> **What the task asks**: The required output is all lines below that contain the word "gone".

[Stored items from a collection]
════
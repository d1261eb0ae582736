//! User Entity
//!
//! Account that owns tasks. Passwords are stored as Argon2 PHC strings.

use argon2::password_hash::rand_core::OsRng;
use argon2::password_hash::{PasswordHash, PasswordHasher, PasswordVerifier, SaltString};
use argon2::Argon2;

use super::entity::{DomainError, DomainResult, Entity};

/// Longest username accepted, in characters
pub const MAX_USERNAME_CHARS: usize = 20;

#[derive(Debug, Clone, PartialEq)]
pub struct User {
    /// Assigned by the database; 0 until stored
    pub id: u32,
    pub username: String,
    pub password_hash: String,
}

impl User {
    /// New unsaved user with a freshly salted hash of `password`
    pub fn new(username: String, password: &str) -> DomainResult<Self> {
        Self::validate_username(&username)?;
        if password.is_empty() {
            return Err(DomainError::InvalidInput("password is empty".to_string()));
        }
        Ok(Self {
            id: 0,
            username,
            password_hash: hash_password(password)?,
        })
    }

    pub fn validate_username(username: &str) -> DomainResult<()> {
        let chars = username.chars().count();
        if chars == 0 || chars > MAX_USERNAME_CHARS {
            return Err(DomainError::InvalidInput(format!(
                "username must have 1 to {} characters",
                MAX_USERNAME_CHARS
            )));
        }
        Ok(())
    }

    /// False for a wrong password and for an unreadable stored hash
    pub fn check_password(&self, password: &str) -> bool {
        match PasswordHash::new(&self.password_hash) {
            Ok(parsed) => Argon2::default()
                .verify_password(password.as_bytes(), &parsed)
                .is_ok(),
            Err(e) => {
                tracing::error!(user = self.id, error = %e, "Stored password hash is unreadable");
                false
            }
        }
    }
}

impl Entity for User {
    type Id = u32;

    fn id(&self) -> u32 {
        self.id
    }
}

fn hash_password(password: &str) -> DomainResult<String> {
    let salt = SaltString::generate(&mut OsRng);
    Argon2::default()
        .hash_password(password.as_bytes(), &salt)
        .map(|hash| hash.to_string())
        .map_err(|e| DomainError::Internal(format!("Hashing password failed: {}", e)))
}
════
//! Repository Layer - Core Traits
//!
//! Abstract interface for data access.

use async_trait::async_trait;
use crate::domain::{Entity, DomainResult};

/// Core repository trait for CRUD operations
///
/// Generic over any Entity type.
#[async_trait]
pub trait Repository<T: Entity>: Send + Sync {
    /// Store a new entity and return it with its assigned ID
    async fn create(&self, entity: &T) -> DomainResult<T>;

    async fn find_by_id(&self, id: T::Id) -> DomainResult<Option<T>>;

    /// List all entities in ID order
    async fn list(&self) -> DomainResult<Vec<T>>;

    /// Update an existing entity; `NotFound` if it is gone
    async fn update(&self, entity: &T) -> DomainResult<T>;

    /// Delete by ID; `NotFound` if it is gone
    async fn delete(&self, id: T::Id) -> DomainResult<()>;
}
════
> **Reply**:
    /// Update an existing entity; `NotFound` if it is gone
    /// Delete by ID; `NotFound` if it is gone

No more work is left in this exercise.